WHAT IS NEEDED:
Exact copies of all the records below should be returned.

Content starts

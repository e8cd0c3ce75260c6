//! atan(x), correctly rounded.
//!
//! The fast path keeps fdlibm's argument reduction around atan(1/2), atan(1),
//! atan(3/2) and π/2 but evaluates the reduced series in double-double, so
//! its result carries a relative error far below what rounding needs.

use super::classify::{ATAN_TINY, Class, classify, shrink_tiny};
use super::dd::{Dd, INV_ODD, two_prod, two_sum};
use super::refine::{RefineError, Refiner, settle};
use super::rounding::RoundingMode;
use super::tie::{Verdict, check};
use super::{PIO2_HI, PIO2_LO, hi_word, mp, quiet_nan};
use core::f64::consts::{FRAC_PI_2, FRAC_PI_4};

const ATANHI: [f64; 4] = [
    4.636_476_090_008_060_935_15e-01,
    FRAC_PI_4,
    9.827_937_232_473_290_540_82e-01,
    FRAC_PI_2,
];

const ATANLO: [f64; 4] = [
    2.269_877_745_296_168_709_24e-17,
    3.061_616_997_868_383_017_93e-17,
    1.390_331_103_123_099_845_16e-17,
    6.123_233_995_736_766_035_87e-17,
];

const TERMS: usize = 34;

/// `(-1)^k / (2k+1)`.
const AT: [Dd; TERMS] = {
    let mut t = [Dd::ZERO; TERMS];
    let mut k = 0;
    while k < TERMS {
        t[k] = if k % 2 == 0 { INV_ODD[k] } else { INV_ODD[k].neg() };
        k += 1;
    }
    t
};

const FAST_REL: f64 = f64::from_bits(0x3bb0_0000_0000_0000); // 2^-68

/// atan(ax) for normal-range `ax > 0`.
fn fast(ax: f64) -> Dd {
    let ix = hi_word(ax);
    let (id, s) = if ix < 0x3fdc_0000 {
        (None, Dd::from_f64(ax))
    } else if ix < 0x3fe6_0000 {
        // |x| in [7/16, 11/16): atan(1/2) + atan((2x-1)/(2+x))
        (Some(0), Dd::from_f64(2.0 * ax - 1.0).div(two_sum(2.0, ax)))
    } else if ix < 0x3ff3_0000 {
        // [11/16, 19/16): atan(1) + atan((x-1)/(x+1))
        (Some(1), Dd::from_f64(ax - 1.0).div(two_sum(ax, 1.0)))
    } else if ix < 0x4003_8000 {
        // [19/16, 39/16): atan(3/2) + atan((x-1.5)/(1+1.5x))
        (Some(2), Dd::from_f64(ax - 1.5).div(two_prod(1.5, ax).add_f64(1.0)))
    } else if ix < 0x43b0_0000 {
        (Some(3), Dd::from_f64(-1.0).div(Dd::from_f64(ax)))
    } else {
        // |x| >= 2^60: -1/x is negligible beside π/2 to working accuracy
        (Some(3), Dd::from_f64(-1.0 / ax))
    };
    let p = s.mul(Dd::horner(s.mul(s), &AT));
    match id {
        None => p,
        Some(i) => Dd::new(ATANHI[i], ATANLO[i]).add(p),
    }
}

pub(crate) fn eval(x: f64, mode: RoundingMode, refiner: &Refiner) -> Result<f64, RefineError> {
    match classify(x, ATAN_TINY) {
        Class::Zero => return Ok(x),
        Class::Nan => return Ok(quiet_nan(x)),
        Class::Infinite => {
            return Ok(if x > 0.0 {
                mode.resolve(PIO2_HI, PIO2_LO)
            } else {
                mode.resolve(-PIO2_HI, -PIO2_LO)
            });
        }
        Class::Tiny(band) => return Ok(shrink_tiny(x, band)),
        Class::Normal => {}
    }

    if refiner.uses_fast_path() {
        if let Verdict::Accept(v) = check(fast(x.abs()), FAST_REL, mode) {
            return Ok(if x < 0.0 { -v } else { v });
        }
    }
    refiner.run("atan", mode, |bits| mp::atan(x, bits))
}

/// atan(x) under an explicit refinement configuration.
pub fn atan_with(x: f64, refiner: &Refiner) -> Result<f64, RefineError> {
    eval(x, RoundingMode::current(), refiner)
}

/// Correctly rounded arctangent.
pub fn atan(x: f64) -> f64 {
    settle(atan_with(x, &Refiner::new()))
}

#[cfg(test)]
mod tests {
    use super::*;
    use crate::math::refine::Exhaustion;

    const MP_ONLY: Refiner = Refiner::new().fast_path(false);

    #[test]
    fn test_specials() {
        assert_eq!(atan(0.0).to_bits(), 0.0f64.to_bits());
        assert_eq!(atan(-0.0).to_bits(), (-0.0f64).to_bits());
        assert_eq!(atan(f64::INFINITY), FRAC_PI_2);
        assert_eq!(atan(f64::NEG_INFINITY), -FRAC_PI_2);
        assert!(atan(f64::NAN).is_nan());
        assert_eq!(atan(1.0), FRAC_PI_4);
        assert_eq!(atan(-1.0), -FRAC_PI_4);
        assert_eq!(atan(1e300), FRAC_PI_2);
        assert_eq!(atan(f64::MAX), FRAC_PI_2);
    }

    #[test]
    fn test_fast_path_agrees_with_refiner() {
        let mut inputs = vec![
            1.353860343122586362e-08_f64.next_up(),
            1e-7,
            0.1,
            0.4375,
            0.4375f64.next_down(),
            0.5,
            0.6875,
            0.6875f64.next_down(),
            1.1875,
            1.5,
            2.4375,
            2.4375f64.next_down(),
            3.0,
            10.0,
            1e10,
            1.1529215046068469e18,
            1e200,
        ];
        let mut x = 1e-8;
        while x < 1e9 {
            inputs.push(x);
            x *= 1.37;
        }
        for &x in &inputs {
            for x in [x, -x] {
                let fast = atan(x);
                let slow = atan_with(x, &MP_ONLY).unwrap();
                assert_eq!(fast.to_bits(), slow.to_bits(), "atan({x:e}): {fast:e} vs {slow:e}");
            }
        }
    }

    #[test]
    fn test_directed_modes() {
        // FRAC_PI_4 lies below π/4
        let r = |mode| eval(1.0, mode, &Refiner::new()).unwrap();
        assert_eq!(r(RoundingMode::Nearest), FRAC_PI_4);
        assert_eq!(r(RoundingMode::Down), FRAC_PI_4);
        assert_eq!(r(RoundingMode::TowardZero), FRAC_PI_4);
        assert_eq!(r(RoundingMode::Up), FRAC_PI_4.next_up());
        let inf = |mode| eval(f64::NEG_INFINITY, mode, &Refiner::new()).unwrap();
        assert_eq!(inf(RoundingMode::Up), -FRAC_PI_2);
        assert_eq!(inf(RoundingMode::Down), -FRAC_PI_2.next_up());
    }

    #[test]
    fn test_exhaustion() {
        let tight = Refiner::new().fast_path(false).max_level(4);
        let err = atan_with(0.3, &tight).unwrap_err();
        let want = atan(0.3);
        assert!((err.best_effort() - want).abs() <= f64::EPSILON * want);
        let lenient = tight.exhaustion(Exhaustion::BestEffort);
        assert_eq!(atan_with(0.3, &lenient).unwrap(), err.best_effort());
    }
}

Content ends

RESULT:
repository e8cd0c3ce75260c6
//! atan(x), correctly rounded.
//!
//! The fast path keeps fdlibm's argument reduction around atan(1/2), atan(1),
//! atan(3/2) and π/2 but evaluates the reduced series in double-double, so
//! its result carries a relative error far below what rounding needs.

use super::classify::{ATAN_TINY, Class, classify, shrink_tiny};
use super::dd::{Dd, INV_ODD, two_prod, two_sum};
use super::refine::{RefineError, Refiner, settle};
use super::rounding::RoundingMode;
use super::tie::{Verdict, check};
use super::{PIO2_HI, PIO2_LO, hi_word, mp, quiet_nan};
use core::f64::consts::{FRAC_PI_2, FRAC_PI_4};

const ATANHI: [f64; 4] = [
    4.636_476_090_008_060_935_15e-01,
    FRAC_PI_4,
    9.827_937_232_473_290_540_82e-01,
    FRAC_PI_2,
];

const ATANLO: [f64; 4] = [
    2.269_877_745_296_168_709_24e-17,
    3.061_616_997_868_383_017_93e-17,
    1.390_331_103_123_099_845_16e-17,
    6.123_233_995_736_766_035_87e-17,
];

const TERMS: usize = 34;

/// `(-1)^k / (2k+1)`.
const AT: [Dd; TERMS] = {
    let mut t = [Dd::ZERO; TERMS];
    let mut k = 0;
    while k < TERMS {
        t[k] = if k % 2 == 0 { INV_ODD[k] } else { INV_ODD[k].neg() };
        k += 1;
    }
    t
};

const FAST_REL: f64 = f64::from_bits(0x3bb0_0000_0000_0000); // 2^-68

/// atan(ax) for normal-range `ax > 0`.
fn fast(ax: f64) -> Dd {
    let ix = hi_word(ax);
    let (id, s) = if ix < 0x3fdc_0000 {
        (None, Dd::from_f64(ax))
    } else if ix < 0x3fe6_0000 {
        // |x| in [7/16, 11/16): atan(1/2) + atan((2x-1)/(2+x))
        (Some(0), Dd::from_f64(2.0 * ax - 1.0).div(two_sum(2.0, ax)))
    } else if ix < 0x3ff3_0000 {
        // [11/16, 19/16): atan(1) + atan((x-1)/(x+1))
        (Some(1), Dd::from_f64(ax - 1.0).div(two_sum(ax, 1.0)))
    } else if ix < 0x4003_8000 {
        // [19/16, 39/16): atan(3/2) + atan((x-1.5)/(1+1.5x))
        (Some(2), Dd::from_f64(ax - 1.5).div(two_prod(1.5, ax).add_f64(1.0)))
    } else if ix < 0x43b0_0000 {
        (Some(3), Dd::from_f64(-1.0).div(Dd::from_f64(ax)))
    } else {
        // |x| >= 2^60: -1/x is negligible beside π/2 to working accuracy
        (Some(3), Dd::from_f64(-1.0 / ax))
    };
    let p = s.mul(Dd::horner(s.mul(s), &AT));
    match id {
        None => p,
        Some(i) => Dd::new(ATANHI[i], ATANLO[i]).add(p),
    }
}

pub(crate) fn eval(x: f64, mode: RoundingMode, refiner: &Refiner) -> Result<f64, RefineError> {
    match classify(x, ATAN_TINY) {
        Class::Zero => return Ok(x),
        Class::Nan => return Ok(quiet_nan(x)),
        Class::Infinite => {
            return Ok(if x > 0.0 {
                mode.resolve(PIO2_HI, PIO2_LO)
            } else {
                mode.resolve(-PIO2_HI, -PIO2_LO)
            });
        }
        Class::Tiny(band) => return Ok(shrink_tiny(x, band)),
        Class::Normal => {}
    }

    if refiner.uses_fast_path() {
        if let Verdict::Accept(v) = check(fast(x.abs()), FAST_REL, mode) {
            return Ok(if x < 0.0 { -v } else { v });
        }
    }
    refiner.run("atan", mode, |bits| mp::atan(x, bits))
}

/// atan(x) under an explicit refinement configuration.
pub fn atan_with(x: f64, refiner: &Refiner) -> Result<f64, RefineError> {
    eval(x, RoundingMode::current(), refiner)
}

/// Correctly rounded arctangent.
pub fn atan(x: f64) -> f64 {
    settle(atan_with(x, &Refiner::new()))
}

#[cfg(test)]
mod tests {
    use super::*;
    use crate::math::refine::Exhaustion;

    const MP_ONLY: Refiner = Refiner::new().fast_path(false);

    #[test]
    fn test_specials() {
        assert_eq!(atan(0.0).to_bits(), 0.0f64.to_bits());
        assert_eq!(atan(-0.0).to_bits(), (-0.0f64).to_bits());
        assert_eq!(atan(f64::INFINITY), FRAC_PI_2);
        assert_eq!(atan(f64::NEG_INFINITY), -FRAC_PI_2);
        assert!(atan(f64::NAN).is_nan());
        assert_eq!(atan(1.0), FRAC_PI_4);
        assert_eq!(atan(-1.0), -FRAC_PI_4);
        assert_eq!(atan(1e300), FRAC_PI_2);
        assert_eq!(atan(f64::MAX), FRAC_PI_2);
    }

    #[test]
    fn test_fast_path_agrees_with_refiner() {
        let mut inputs = vec![
            1.353860343122586362e-08_f64.next_up(),
            1e-7,
            0.1,
            0.4375,
            0.4375f64.next_down(),
            0.5,
            0.6875,
            0.6875f64.next_down(),
            1.1875,
            1.5,
            2.4375,
            2.4375f64.next_down(),
            3.0,
            10.0,
            1e10,
            1.1529215046068469e18,
            1e200,
        ];
        let mut x = 1e-8;
        while x < 1e9 {
            inputs.push(x);
            x *= 1.37;
        }
        for &x in &inputs {
            for x in [x, -x] {
                let fast = atan(x);
                let slow = atan_with(x, &MP_ONLY).unwrap();
                assert_eq!(fast.to_bits(), slow.to_bits(), "atan({x:e}): {fast:e} vs {slow:e}");
            }
        }
    }

    #[test]
    fn test_directed_modes() {
        // FRAC_PI_4 lies below π/4
        let r = |mode| eval(1.0, mode, &Refiner::new()).unwrap();
        assert_eq!(r(RoundingMode::Nearest), FRAC_PI_4);
        assert_eq!(r(RoundingMode::Down), FRAC_PI_4);
        assert_eq!(r(RoundingMode::TowardZero), FRAC_PI_4);
        assert_eq!(r(RoundingMode::Up), FRAC_PI_4.next_up());
        let inf = |mode| eval(f64::NEG_INFINITY, mode, &Refiner::new()).unwrap();
        assert_eq!(inf(RoundingMode::Up), -FRAC_PI_2);
        assert_eq!(inf(RoundingMode::Down), -FRAC_PI_2.next_up());
    }

    #[test]
    fn test_exhaustion() {
        let tight = Refiner::new().fast_path(false).max_level(4);
        let err = atan_with(0.3, &tight).unwrap_err();
        let want = atan(0.3);
        assert!((err.best_effort() - want).abs() <= f64::EPSILON * want);
        let lenient = tight.exhaustion(Exhaustion::BestEffort);
        assert_eq!(atan_with(0.3, &lenient).unwrap(), err.best_effort());
    }
}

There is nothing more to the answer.